Em Barro Branco, o tempo parece obedecer a outro compasso. Ele corre devagar entre os quintais, acompanha a água que serpenteia os pastos, repousa sobre telhados antigos e atravessa portas e janelas abertas para a paisagem.
Fotografado em julho de 2025, este ensaio se aproxima do distrito não como quem procura o extraordinário, mas como quem aprende a reconhecer a beleza do que permanece simples. Casas marcadas pelo tempo, caminhos estreitos, utensílios pendurados, cachos de banana, ferramentas e antigas estruturas de trabalho revelam um cotidiano construído com matéria, memória e continuidade.
A paisagem também participa dessa narrativa.

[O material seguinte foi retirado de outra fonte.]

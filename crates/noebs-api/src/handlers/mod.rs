//! API Handlers
//!
//! Request handlers for all API endpoints.

pub mod docs;
pub mod health;
pub mod transaction;

pub use health::*;
//! Schema introspection
//!
//! Flattens a composite shape into an ordered list of field descriptors.

use serde::{Deserialize, Serialize};
use std::collections::HashMap;

use crate::field::{FieldSpec, FieldType, Requirement};
use crate::shape::{Component, Shape, ShapeId};

/// Documentation record for one field of a shape
#[derive(Debug, Clone, PartialEq, Eq, Serialize, Deserialize)]
#[cfg_attr(feature = "openapi", derive(utoipa::ToSchema))]
pub struct FieldDescriptor {
    /// Wire name
    #[serde(rename = "field")]
    pub name: String,
    #[serde(rename = "is_required")]
    pub requirement: Requirement,
    #[serde(rename = "type")]
    pub field_type: FieldType,
    /// Exact length in characters, if declared
    #[serde(default, skip_serializing_if = "Option::is_none")]
    pub length: Option<usize>,
}

impl FieldDescriptor {
    pub fn is_required(&self) -> bool {
        self.requirement.is_required()
    }
}

impl From<&FieldSpec> for FieldDescriptor {
    fn from(spec: &FieldSpec) -> Self {
        Self {
            name: spec.name.to_string(),
            requirement: spec.requirement,
            field_type: spec.field_type,
            length: spec.length,
        }
    }
}

/// Describe a catalogued shape
pub fn describe(id: ShapeId) -> Vec<FieldDescriptor> {
    describe_shape(id.shape())
}

/// Describe any shape, catalogued or not
pub fn describe_shape(shape: &Shape) -> Vec<FieldDescriptor> {
    flatten(shape).iter().map(FieldDescriptor::from).collect()
}

/// Flatten a shape into its effective field specs.
///
/// Fields are emitted in declaration order, embedded shapes expanding in
/// place. A wire name contributed more than once keeps its first position
/// and the union of the requirements.
pub fn flatten(shape: &Shape) -> Vec<FieldSpec> {
    let mut out = Vec::new();
    let mut seen = HashMap::new();
    visit(shape, &mut out, &mut seen);
    out
}

fn visit(shape: &Shape, out: &mut Vec<FieldSpec>, seen: &mut HashMap<&'static str, usize>) {
    for component in shape.components {
        match component {
            Component::Group(group) => {
                for spec in group.fields {
                    push(spec, out, seen);
                }
            }
            Component::Shape(inner) => visit(inner, out, seen),
            Component::Field(spec) => push(spec, out, seen),
        }
    }
}

fn push(spec: &FieldSpec, out: &mut Vec<FieldSpec>, seen: &mut HashMap<&'static str, usize>) {
    match seen.get(spec.name) {
        Some(&idx) => {
            let existing = &mut out[idx];
            existing.requirement = existing.requirement.union(spec.requirement);
            if existing.length.is_none() {
                existing.length = spec.length;
            }
        }
        None => {
            seen.insert(spec.name, out.len());
            out.push(*spec);
        }
    }
}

A luz atravessa a névoa, os morros envolvem os campos, o córrego guarda o reflexo do sol e uma cruz de madeira se ergue silenciosa sobre a terra. Tudo parece falar de uma relação íntima entre as pessoas, o trabalho, a fé e a natureza.
Mas é nos rostos e nos gestos que Barro Branco encontra sua presença mais profunda. Quem aparece à janela, quem repousa à porta e quem se reúne para uma fotografia não ocupa apenas o espaço: dá sentido a ele. São vidas que sustentam a identidade do distrito e transformam a simplicidade em pertencimento.
Esta exposição é um convite a diminuir o passo, a olhar com atenção para aquilo que muitas vezes passa despercebido e a perceber que, longe do ruído e da pressa, existe uma forma delicada de riqueza: a do cotidiano partilhado, da paisagem habitada e da memória que continua viva.